Activity |
The expected answer holds every line from the first line of the data below through the line containing "let set_point = config.default_reading();", exactly as written, and no other line.

Data for this task |
//! Dashboard application state.

use std::time::Instant;

use crate::assets::AssetStatus;
use crate::config::DashboardConfig;
use crate::grid::GridSnapshot;
use crate::model::LoadPredictor;
use crate::sensor::{SensorReading, SimulatedSensor};
use crate::session::{Session, unix_now};

/// Refresh interval multipliers (slowest → fastest).
const SPEED_FACTORS: [f64; 5] = [4.0, 2.0, 1.0, 0.5, 0.25];

/// Default speed index (configured `refresh_ms`).
const DEFAULT_SPEED_IDX: usize = 2;

/// Columns in the device grid.
pub const GRID_COLUMNS: usize = 4;

/// TUI application state.
pub struct App {
    config: DashboardConfig,
    predictor: Box<dyn LoadPredictor>,
    sensor: SimulatedSensor,
    /// Tracked devices and power history.
    pub session: Session,
    /// User-controlled reading; drift samples around it.
    pub set_point: SensorReading,
    /// Result of the latest refresh.
    pub snapshot: GridSnapshot,
    /// Circuit diagram probe result.
    pub asset: AssetStatus,
    /// Name of the active preset.
    pub preset_name: String,
    /// Index of the highlighted device.
    pub selected: usize,
    /// Text being typed for a new device, when in add mode.
    pub input: Option<String>,
    /// Whether ticks jitter the reading and refresh automatically.
    pub drifting: bool,
    /// Current index into `SPEED_FACTORS`.
    pub speed_idx: usize,
    /// Whether the user has requested quit.
    pub quit: bool,
    /// When the last automatic refresh ran.
    pub last_tick: Instant,
}

impl App {
    /// Creates the app and runs the first refresh.
    ///
    /// `config` must already be validated.
    pub fn new(
        config: DashboardConfig,
        predictor: Box<dyn LoadPredictor>,
        asset: AssetStatus,
        preset_name: impl Into<String>,
    ) -> Self {
        let mut session = Session::from_config(&config);
        let set_point = config.default_reading();
        let snapshot = session.refresh(predictor.as_ref(), set_point, unix_now());
        Self {
            sensor: config.simulated_sensor(),
            config,
            predictor,
            session,
            set_point,
            snapshot,
            asset,
            preset_name: preset_name.into(),
            selected: 0,
            input: None,
            drifting: true,
            speed_idx: DEFAULT_SPEED_IDX,
            quit: false,
            last_tick: Instant::now(),
        }
    }

    /// Active configuration.
    pub fn config(&self) -> &DashboardConfig {
        &self.config
    }

    /// Re-evaluates at the current set point.
    pub fn refresh(&mut self) {
        self.refresh_with(self.set_point);
    }

    fn refresh_with(&mut self, reading: SensorReading) {
        self.snapshot = self
            .session
            .refresh(self.predictor.as_ref(), reading, unix_now());
        let len = self.session.devices().len();
        if self.selected >= len {
            self.selected = len.saturating_sub(1);
        }
    }

    /// Applies startup overrides and restarts the history from them.
    ///
    /// The sample recorded by [`App::new`] at the config default is dropped,
    /// so the chart starts at `reading` with the edited device list.
    pub fn start_with(&mut self, reading: SensorReading, remove: &[String], add: &[String]) {
        self.set_point = reading;
        for name in remove {
            self.session.remove_device(name);
        }
        for name in add {
            self.session.add_device(name);
        }
        self.session.clear_history();
        self.refresh();
    }

    /// Automatic refresh: samples the simulated sensor around the set point.
    pub fn tick(&mut self) {
        let reading = self.sensor.sample(self.set_point);
        self.refresh_with(reading);
    }

    /// Moves the voltage set point by `steps` increments and refreshes.
    pub fn nudge_voltage(&mut self, steps: f32) {
        self.set_point
            .nudge_voltage(&self.config.sensors.voltage, steps);
        self.refresh();
    }

    /// Moves the amperage set point by `steps` increments and refreshes.
    pub fn nudge_amperage(&mut self, steps: f32) {
        self.set_point
            .nudge_amperage(&self.config.sensors.amperage, steps);
        self.refresh();
    }

    /// Enters add-device mode with an empty buffer.
    pub fn begin_input(&mut self) {
        self.input = Some(String::new());
    }

    /// Appends a typed character to the add buffer.
    pub fn push_char(&mut self, c: char) {
        if let Some(buf) = &mut self.input {
            buf.push(c);
        }
    }

    /// Deletes the last character of the add buffer.
    pub fn pop_char(&mut self) {
        if let Some(buf) = &mut self.input {
            buf.pop();
        }
    }

    /// Leaves add mode without adding.
    pub fn cancel_input(&mut self) {
        self.input = None;
    }

    /// Adds the buffered name (ignored when empty or duplicate) and refreshes.
    pub fn submit_input(&mut self) {
        let Some(name) = self.input.take() else {
            return;
        };
        if self.session.add_device(&name) {
            self.selected = self.session.devices().len() - 1;
        }
        self.refresh();
    }

    /// Highlights the next device, wrapping around.
    pub fn select_next(&mut self) {
        let len = self.session.devices().len();
        if len > 0 {
            self.selected = (self.selected + 1) % len;
        }
    }

    /// Highlights the previous device, wrapping around.
    pub fn select_prev(&mut self) {
        let len = self.session.devices().len();
        if len > 0 {
            self.selected = (self.selected + len - 1) % len;
        }
    }

    /// Removes the highlighted device and refreshes.
    pub fn remove_selected(&mut self) {
        let Some(name) = self.session.devices().names().get(self.selected).cloned() else {
            return;
        };
        self.session.remove_device(&name);
        self.refresh();
    }

    /// Toggles automatic drift refreshes.
    pub fn toggle_drift(&mut self) {
        self.drifting = !self.drifting;
    }

    /// Shortens the automatic refresh interval.
    pub fn speed_up(&mut self) {
        if self.speed_idx + 1 < SPEED_FACTORS.len() {
            self.speed_idx += 1;
        }
    }

    /// Lengthens the automatic refresh interval.
    pub fn speed_down(&mut self) {
        if self.speed_idx > 0 {
            self.speed_idx -= 1;
        }
    }

    /// Returns the current automatic refresh interval in milliseconds.
    pub fn tick_interval_ms(&self) -> u64 {
        let ms = self.config.simulation.refresh_ms as f64 * SPEED_FACTORS[self.speed_idx];
        (ms as u64).max(1)
    }

    /// Switches to a different preset, keeping the loaded model.
    pub fn switch_preset(&mut self, name: &str) {
        let Ok(mut config) = DashboardConfig::from_preset(name) else {
            return;
        };
        config.model = self.config.model.clone();
        config.assets = self.config.assets.clone();
        self.session = Session::from_config(&config);
        self.sensor = config.simulated_sensor();
        self.set_point = config.default_reading();
        self.config = config;
        self.preset_name = name.to_string();
        self.selected = 0;
        self.input = None;
        self.refresh();
    }

    /// Restores the seeded session and default reading.
    pub fn reset(&mut self) {
        self.session.reset();
        self.sensor = self.config.simulated_sensor();
        self.set_point = self.config.default_reading();
        self.selected = 0;
        self.input = None;
        self.refresh();
    }

    /// Returns `true` while the add-device prompt is open.
    pub fn is_editing(&self) -> bool {
        self.input.is_some()
    }
}

#[cfg(test)]
mod tests {
    use super::*;
    use crate::grid::LoadPrediction;

    fn app_with(label: &'static str) -> App {
        App::new(
            DashboardConfig::home(),
            Box::new(move |_: f32, _: f32| LoadPrediction::new(label)),
            AssetStatus::Disabled,
            "home",
        )
    }

    /// High above 20 A, Low otherwise.
    fn amps_app() -> App {
        App::new(
            DashboardConfig::home(),
            Box::new(|_: f32, a: f32| LoadPrediction::new(if a > 20.0 { "High" } else { "Low" })),
            AssetStatus::Disabled,
            "home",
        )
    }

    #[test]
    fn new_runs_first_refresh() {
        let app = app_with("Low");
        assert_eq!(app.session.history().len(), 1);
        assert_eq!(app.snapshot.devices.len(), 3);
        assert_eq!(app.snapshot.reading, SensorReading::new(230.0, 5.0));
    }

    #[test]
    fn startup_overrides_replace_default_sample() {
        let mut app = amps_app();
        app.start_with(
            SensorReading::new(230.0, 25.0),
            &["Refrigerator".to_string()],
            &["Oven".to_string()],
        );
        assert_eq!(app.session.history().len(), 1);
        let latest = app.session.history().latest().map(|s| s.power_w);
        assert_eq!(latest, Some(230.0 * 25.0));
        assert_eq!(app.snapshot.devices.len(), 3);
        assert_eq!(app.snapshot.saved_w, 4000);
    }

    #[test]
    fn every_interaction_appends_one_sample() {
        let mut app = app_with("Low");
        app.nudge_voltage(1.0);
        app.nudge_amperage(-1.0);
        app.tick();
        assert_eq!(app.session.history().len(), 4);
    }

    #[test]
    fn history_caps_at_configured_len() {
        let mut app = app_with("Low");
        for _ in 0..50 {
            app.tick();
        }
        assert_eq!(app.session.history().len(), 20);
    }

    #[test]
    fn raising_amperage_triggers_shedding() {
        let mut app = amps_app();
        assert_eq!(app.snapshot.saved_w, 0);
        for _ in 0..40 {
            app.nudge_amperage(1.0);
        }
        assert!(app.snapshot.prediction.is_high());
        assert_eq!(app.snapshot.saved_w, 2000);
    }

    #[test]
    fn add_mode_appends_device() {
        let mut app = app_with("High");
        app.begin_input();
        for c in "Oven".chars() {
            app.push_char(c);
        }
        app.submit_input();
        assert!(!app.is_editing());
        assert_eq!(app.session.devices().len(), 4);
        assert_eq!(app.selected, 3);
        assert_eq!(app.snapshot.saved_w, 4000);
    }

    #[test]
    fn empty_or_duplicate_submit_is_no_op() {
        let mut app = app_with("Low");
        app.begin_input();
        app.submit_input();
        app.begin_input();
        for c in "Refrigerator".chars() {
            app.push_char(c);
        }
        app.submit_input();
        assert_eq!(app.session.devices().len(), 3);
    }

    #[test]
    fn cancel_and_backspace() {
        let mut app = app_with("Low");
        app.begin_input();
        app.push_char('x');
        app.push_char('y');
        app.pop_char();
        assert_eq!(app.input.as_deref(), Some("x"));
        app.cancel_input();
        assert!(!app.is_editing());
    }

    #[test]
    fn remove_selected_keeps_selection_in_range() {
        let mut app = app_with("Low");
        app.select_prev();
        assert_eq!(app.selected, 2);
        app.remove_selected();
        assert_eq!(app.session.devices().len(), 2);
        assert_eq!(app.selected, 1);
        app.remove_selected();
        app.remove_selected();
        assert!(app.session.devices().is_empty());
        app.remove_selected();
        assert_eq!(app.selected, 0);
    }

    #[test]
    fn selection_wraps() {
        let mut app = app_with("Low");
        app.select_next();
        app.select_next();
        app.select_next();
        assert_eq!(app.selected, 0);
    }

    #[test]
    fn speed_controls_stay_in_bounds() {
        let mut app = app_with("Low");
        assert_eq!(app.tick_interval_ms(), 1000);
        for _ in 0..10 {
            app.speed_down();
        }
        assert_eq!(app.speed_idx, 0);
        assert_eq!(app.tick_interval_ms(), 4000);
        for _ in 0..10 {
            app.speed_up();
        }
        assert_eq!(app.speed_idx, SPEED_FACTORS.len() - 1);
        assert_eq!(app.tick_interval_ms(), 250);
    }

    #[test]
    fn switch_preset_resets_state() {
        let mut app = app_with("Low");
        app.tick();
        app.switch_preset("heatwave");
        assert_eq!(app.preset_name, "heatwave");
        assert_eq!(app.session.devices().len(), 4);
        assert_eq!(app.session.history().len(), 1);
        assert_eq!(app.set_point.amperage, 22.0);
    }

    #[test]
    fn unknown_preset_is_ignored() {
        let mut app = app_with("Low");
        app.switch_preset("bogus");
        assert_eq!(app.preset_name, "home");
    }

    #[test]
    fn reset_restores_seed() {
        let mut app = app_with("Low");
        app.remove_selected();
        app.nudge_voltage(5.0);
        app.reset();
        assert_eq!(app.session.devices().len(), 3);
        assert_eq!(app.set_point, SensorReading::new(230.0, 5.0));
        assert_eq!(app.session.history().len(), 1);
    }

    #[test]
    fn toggle_drift() {
        let mut app = app_with("Low");
        assert!(app.drifting);
        app.toggle_drift();
        assert!(!app.drifting);
    }
}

Written reply |
//! Dashboard application state.

use std::time::Instant;

use crate::assets::AssetStatus;
use crate::config::DashboardConfig;
use crate::grid::GridSnapshot;
use crate::model::LoadPredictor;
use crate::sensor::{SensorReading, SimulatedSensor};
use crate::session::{Session, unix_now};

/// Refresh interval multipliers (slowest → fastest).
const SPEED_FACTORS: [f64; 5] = [4.0, 2.0, 1.0, 0.5, 0.25];

/// Default speed index (configured `refresh_ms`).
const DEFAULT_SPEED_IDX: usize = 2;

/// Columns in the device grid.
pub const GRID_COLUMNS: usize = 4;

/// TUI application state.
pub struct App {
    config: DashboardConfig,
    predictor: Box<dyn LoadPredictor>,
    sensor: SimulatedSensor,
    /// Tracked devices and power history.
    pub session: Session,
    /// User-controlled reading; drift samples around it.
    pub set_point: SensorReading,
    /// Result of the latest refresh.
    pub snapshot: GridSnapshot,
    /// Circuit diagram probe result.
    pub asset: AssetStatus,
    /// Name of the active preset.
    pub preset_name: String,
    /// Index of the highlighted device.
    pub selected: usize,
    /// Text being typed for a new device, when in add mode.
    pub input: Option<String>,
    /// Whether ticks jitter the reading and refresh automatically.
    pub drifting: bool,
    /// Current index into `SPEED_FACTORS`.
    pub speed_idx: usize,
    /// Whether the user has requested quit.
    pub quit: bool,
    /// When the last automatic refresh ran.
    pub last_tick: Instant,
}

impl App {
    /// Creates the app and runs the first refresh.
    ///
    /// `config` must already be validated.
    pub fn new(
        config: DashboardConfig,
        predictor: Box<dyn LoadPredictor>,
        asset: AssetStatus,
        preset_name: impl Into<String>,
    ) -> Self {
        let mut session = Session::from_config(&config);
        let set_point = config.default_reading();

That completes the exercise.